2007-09-25 18:09:02 · 3 answers · asked by Evelyn 1 in Consumer Electronics Home Theater

3 answers

"Anamorphic Widescreen" on a DVD means that the output picture will be in a widescreen format. The picture coding in a DVD is "square screen" (4:3), but the widescreen picture has been squeezed horizontally to fit. That is where the term "anamorphic" comes in--it comes from the name of the lens used to film widescreen movies onto regular 35mm film. The picture you get depends on the TV you have. If you have a "square" TV, and have set up your DVD player so that it knows that, then the picture you get will be "letterboxed", with black bars at top and bottom. If you have a widescreen TV (16:9) the picture MAY fill the whole screen. In many cases, there will be black bars even on a widescreen TV, since the movie is even wider than your TV. DVDs that do this are often labled "OAS" (orginal aspect ratio).

2007-09-25 19:56:00 · answer #1 · answered by gp4rts 7 · 1 0

Hi. Anamorphic is a photographic process which uses a special camera lens (Anamorphic Lens) which squeezes a wide image onto a narrow film frame.CinemaScope which premiered in 1953 was the first process to use an Anamorphic lens .When projected in the Cinema through another anamorphic lens,the 1.33:1 aspect ratio of the film was stretched two and a half times to the CinemaScope image you saw on the screen.CinemaScope was very wide in comparison to its height.
To-day,most movies are filmed in Panavision,either using 70 mm film or 35 mm with anamorphic systems.
As far as DVDs are concerned you don't have to worry about the anamorphic information.You will still get the correct widescreen aspect ratio. They are only telling you how it was originally filmed in the first place.

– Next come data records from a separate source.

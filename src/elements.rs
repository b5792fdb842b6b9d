//! Page elements of the inspection report built on top of `genpdf` primitives.
//!
//! `genpdf` lays elements out in a flowing column.  The report needs fixed
//! positions instead, so each element here draws one whole page at absolute
//! offsets from the top-left corner of the page area.

use image::GenericImageView;

use genpdf::elements::Image;
use genpdf::error::{Context as _, Error};
use genpdf::style::{Color, Style, StyledString};
use genpdf::{render, Element, Mm, Position, RenderResult, Scale, Size};

use crate::layout::{DrawInstruction, PageGeometry, PhotoPage};

const DEFAULT_IMAGE_DPI: f64 = 300.0;
const MM_PER_INCH: f64 = 25.4;

/// Longest edge, in pixels, of photos embedded into the document.
pub const MAX_EMBEDDED_EDGE_PX: u32 = 1600;

const LOGO_WIDTH_MM: f64 = 30.0;
const LOGO_RIGHT_INSET_MM: f64 = 15.0;
const LOGO_TOP_MM: f64 = 8.0;
const BADGE_WIDTH_MM: f64 = 30.0;
const BADGE_TOP_MM: f64 = 50.0;
const TITLE_ADVANCE_MM: f64 = 14.0;
const LINE_ADVANCE_MM: f64 = 7.8;
const FOOTER_RULE_INSET_MM: f64 = 15.0;
const FOOTER_TEXT_BOTTOM_MM: f64 = 10.0;

const TITLE_FONT_SIZE: u8 = 22;
const HEADING_FONT_SIZE: u8 = 18;
const BODY_FONT_SIZE: u8 = 16;
const ALERT_COLOR: Color = Color::Rgb(200, 0, 0);
const RULE_COLOR: Color = Color::Greyscale(128);

pub(crate) fn mm_from_f64(value: f64) -> Mm {
    Mm::from(printpdf::Mm(value))
}

pub(crate) fn mm_to_f64(value: Mm) -> f64 {
    let mm: printpdf::Mm = value.into();
    mm.0
}

fn estimated_image_size(image: &image::DynamicImage, dpi: f64) -> Size {
    let (px_width, px_height) = image.dimensions();
    let width_mm = MM_PER_INCH * (px_width as f64) / dpi;
    let height_mm = MM_PER_INCH * (px_height as f64) / dpi;
    Size::new(mm_from_f64(width_mm), mm_from_f64(height_mm))
}

/// Loads an image from in-memory bytes using the [`image`] crate with descriptive errors.
pub fn decode_image_from_bytes(bytes: impl AsRef<[u8]>) -> Result<image::DynamicImage, Error> {
    image::load_from_memory(bytes.as_ref()).context("Failed to decode image from provided bytes")
}

/// Downsizes `image` to at most [`MAX_EMBEDDED_EDGE_PX`] on its longest edge
/// and drops the alpha channel, which `genpdf` cannot embed.
pub fn prepare_for_embedding(image: &image::DynamicImage) -> image::DynamicImage {
    let (width, height) = image.dimensions();
    let image = if width.max(height) > MAX_EMBEDDED_EDGE_PX {
        image.thumbnail(MAX_EMBEDDED_EDGE_PX, MAX_EMBEDDED_EDGE_PX)
    } else {
        image.clone()
    };
    image::DynamicImage::ImageRgb8(image.to_rgb8())
}

/// Draws `image` scaled to `width` millimetres with its bottom-left corner at
/// `(x, top)`, both measured from the top-left corner of `area`.
fn draw_image(
    context: &genpdf::Context,
    area: &render::Area<'_>,
    style: Style,
    image: &image::DynamicImage,
    x: f64,
    top: f64,
    width: f64,
) -> Result<(), Error> {
    let natural = mm_to_f64(estimated_image_size(image, DEFAULT_IMAGE_DPI).width);
    if natural <= f64::EPSILON {
        return Ok(());
    }
    let scale = width / natural;

    // genpdf takes the top-left corner and shifts to the image origin itself.
    let mut element = Image::from_dynamic_image(image.clone())?
        .with_position(Position::new(mm_from_f64(x), mm_from_f64(top)))
        .with_scale(Scale::new(scale, scale));
    element.render(context, area.clone(), style)?;
    Ok(())
}

fn text_width(context: &genpdf::Context, text: &str, style: Style) -> f64 {
    mm_to_f64(StyledString::new(text.to_owned(), style).width(&context.font_cache))
}

/// Prints a single line whose top-left corner sits at `(x, top)`.
fn draw_text(
    context: &genpdf::Context,
    area: &render::Area<'_>,
    text: &str,
    x: f64,
    top: f64,
    style: Style,
) -> Result<(), Error> {
    if let Some(mut section) = area.text_section(
        &context.font_cache,
        Position::new(mm_from_f64(x), mm_from_f64(top)),
        style,
    ) {
        section.print_str(text, style)?;
    }
    Ok(())
}

fn draw_centered_text(
    context: &genpdf::Context,
    area: &render::Area<'_>,
    text: &str,
    center_x: f64,
    top: f64,
    style: Style,
) -> Result<(), Error> {
    let x = center_x - text_width(context, text, style) / 2.0;
    draw_text(context, area, text, x.max(0.0), top, style)
}

fn draw_logo(
    context: &genpdf::Context,
    area: &render::Area<'_>,
    style: Style,
    logo: Option<&image::DynamicImage>,
    page_width: f64,
) -> Result<(), Error> {
    if let Some(logo) = logo {
        let x = page_width - LOGO_WIDTH_MM - LOGO_RIGHT_INSET_MM;
        draw_image(context, area, style, logo, x, LOGO_TOP_MM, LOGO_WIDTH_MM)?;
    }
    Ok(())
}

/// Visual weight of a first-page line.
#[derive(Clone, Copy, Debug, PartialEq, Eq)]
pub enum Tone {
    /// Centred document title.
    Title,
    /// Regular field line.
    Normal,
    /// Bold red notice.
    Alert,
    /// Empty spacer line.
    Blank,
}

/// One text line of the first page.
#[derive(Clone, Debug, PartialEq, Eq)]
pub struct SummaryLine {
    text: String,
    tone: Tone,
}

impl SummaryLine {
    /// Creates a line drawn with `tone`.
    pub fn new(text: impl Into<String>, tone: Tone) -> Self {
        Self {
            text: text.into(),
            tone,
        }
    }

    /// Regular body text.
    pub fn normal(text: impl Into<String>) -> Self {
        Self::new(text, Tone::Normal)
    }

    /// Bold red notice.
    pub fn alert(text: impl Into<String>) -> Self {
        Self::new(text, Tone::Alert)
    }

    /// Empty line used as vertical spacing.
    pub fn blank() -> Self {
        Self::new(String::new(), Tone::Blank)
    }

    /// Text of the line; empty for blank lines.
    pub fn text(&self) -> &str {
        &self.text
    }

    /// How the line is drawn.
    pub fn tone(&self) -> Tone {
        self.tone
    }
}

/// The fixed-layout first page: logo, title, field lines and the "passed" badge.
pub struct SummaryPage {
    lines: Vec<SummaryLine>,
    logo: Option<image::DynamicImage>,
    badge: Option<image::DynamicImage>,
    geometry: PageGeometry,
}

impl SummaryPage {
    /// Creates the first page; the logo and badge are optional.
    pub fn new(
        lines: Vec<SummaryLine>,
        logo: Option<image::DynamicImage>,
        badge: Option<image::DynamicImage>,
        geometry: PageGeometry,
    ) -> Self {
        Self {
            lines,
            logo,
            badge,
            geometry,
        }
    }
}

impl Element for SummaryPage {
    fn render(
        &mut self,
        context: &genpdf::Context,
        area: render::Area<'_>,
        style: Style,
    ) -> Result<RenderResult, Error> {
        let geometry = &self.geometry;
        draw_logo(context, &area, style, self.logo.as_ref(), geometry.page_width())?;

        let body = style.and(Style::new().with_font_size(BODY_FONT_SIZE));
        let mut top = geometry.margin();
        for line in &self.lines {
            match line.tone {
                Tone::Title => {
                    let title = style.and(Style::new().with_font_size(TITLE_FONT_SIZE).bold());
                    draw_centered_text(
                        context,
                        &area,
                        &line.text,
                        geometry.page_width() / 2.0,
                        top,
                        title,
                    )?;
                    top += TITLE_ADVANCE_MM;
                }
                Tone::Normal => {
                    draw_text(context, &area, &line.text, geometry.margin(), top, body)?;
                    top += LINE_ADVANCE_MM;
                }
                Tone::Alert => {
                    let alert = body.and(Style::new().bold().with_color(ALERT_COLOR));
                    draw_text(context, &area, &line.text, geometry.margin(), top, alert)?;
                    top += LINE_ADVANCE_MM;
                }
                Tone::Blank => top += LINE_ADVANCE_MM,
            }
        }

        if let Some(badge) = &self.badge {
            let x = geometry.page_width() - geometry.margin() - BADGE_WIDTH_MM;
            draw_image(
                context,
                &area,
                style,
                badge,
                x,
                BADGE_TOP_MM,
                BADGE_WIDTH_MM,
            )?;
        }

        let mut result = RenderResult::default();
        let used = top.min(mm_to_f64(area.size().height));
        result.size = Size::new(area.size().width, mm_from_f64(used));
        Ok(result)
    }
}

/// Renders the paginator's photo pages, one page per render call.
pub struct PhotoPages {
    pages: Vec<PhotoPage>,
    images: Vec<Option<image::DynamicImage>>,
    logo: Option<image::DynamicImage>,
    geometry: PageGeometry,
    heading: String,
    continued_heading: String,
    next_page: usize,
}

impl PhotoPages {
    /// Creates the photo pages; `images` is indexed like the layout's photos.
    pub fn new(
        pages: Vec<PhotoPage>,
        images: Vec<Option<image::DynamicImage>>,
        logo: Option<image::DynamicImage>,
        geometry: PageGeometry,
    ) -> Self {
        Self {
            pages,
            images,
            logo,
            geometry,
            heading: "Photographs:".to_owned(),
            continued_heading: "Photographs (continued):".to_owned(),
            next_page: 0,
        }
    }

    fn draw_instruction(
        &self,
        instruction: &DrawInstruction,
        context: &genpdf::Context,
        area: &render::Area<'_>,
        style: Style,
    ) -> Result<(), Error> {
        let page_height = self.geometry.page_height();
        match instruction {
            DrawInstruction::Heading { continued } => {
                let heading = if *continued {
                    &self.continued_heading
                } else {
                    &self.heading
                };
                let heading_style = style.and(Style::new().with_font_size(HEADING_FONT_SIZE).bold());
                draw_text(
                    context,
                    area,
                    heading,
                    self.geometry.margin(),
                    self.geometry.margin(),
                    heading_style,
                )
            }
            DrawInstruction::Label {
                text,
                center_x,
                top,
            } => {
                let label_style = style.and(Style::new().with_font_size(BODY_FONT_SIZE));
                draw_centered_text(context, area, text, *center_x, page_height - top, label_style)
            }
            DrawInstruction::Image {
                index,
                x,
                y,
                width,
                height,
            } => match self.images.get(*index).and_then(Option::as_ref) {
                Some(image) => {
                    let top = page_height - (y + height);
                    draw_image(context, area, style, image, *x, top, *width)
                }
                None => Ok(()),
            },
        }
    }
}

impl Element for PhotoPages {
    fn render(
        &mut self,
        context: &genpdf::Context,
        area: render::Area<'_>,
        style: Style,
    ) -> Result<RenderResult, Error> {
        let mut result = RenderResult::default();
        let Some(page) = self.pages.get(self.next_page) else {
            return Ok(result);
        };

        draw_logo(
            context,
            &area,
            style,
            self.logo.as_ref(),
            self.geometry.page_width(),
        )?;
        for instruction in page.instructions() {
            self.draw_instruction(instruction, context, &area, style)?;
        }

        self.next_page += 1;
        result.size = area.size();
        result.has_more = self.next_page < self.pages.len();
        Ok(result)
    }
}

/// Footer with a grey rule and two contact lines, left and right aligned.
pub struct ContactFooter {
    left: String,
    right: String,
    margin: f64,
}

impl ContactFooter {
    /// Creates a footer whose text is inset by `margin` millimetres.
    pub fn new(left: impl Into<String>, right: impl Into<String>, margin: f64) -> Self {
        Self {
            left: left.into(),
            right: right.into(),
            margin,
        }
    }
}

impl Element for ContactFooter {
    fn render(
        &mut self,
        context: &genpdf::Context,
        area: render::Area<'_>,
        style: Style,
    ) -> Result<RenderResult, Error> {
        let width = mm_to_f64(area.size().width);
        let height = mm_to_f64(area.size().height);

        area.draw_line(
            vec![
                Position::new(mm_from_f64(FOOTER_RULE_INSET_MM), Mm::default()),
                Position::new(mm_from_f64(width - FOOTER_RULE_INSET_MM), Mm::default()),
            ],
            Style::new().with_color(RULE_COLOR),
        );

        let text_style = style.and(Style::new().with_font_size(BODY_FONT_SIZE));
        let line_height = mm_to_f64(text_style.line_height(&context.font_cache));
        let top = (height - FOOTER_TEXT_BOTTOM_MM - line_height).max(0.0);

        draw_text(context, &area, &self.left, self.margin, top, text_style)?;
        let right_x = width - self.margin - text_width(context, &self.right, text_style);
        draw_text(context, &area, &self.right, right_x.max(0.0), top, text_style)?;

        let mut result = RenderResult::default();
        result.size = area.size();
        Ok(result)
    }
}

2007-09-26 06:29:07 · answer #2 · answered by ROBERT P 7 · 0 0

Click this link for a VISUAL explaination: http://thedigitalbits.com/articles/anamorphic/anamorphic185demo.html

If you broke into a projector booth down at your local AMC and looked at individual frames on the film strip, you'd notice that each frame looked "squished" like the pictures you saw.

All films are recorded this way nowadays...Like they said up above, the projector "re-squishes" the image back to normal shape...If they didn't "squish" and "un-squish" the image, the picture in the movie theater would look terrible.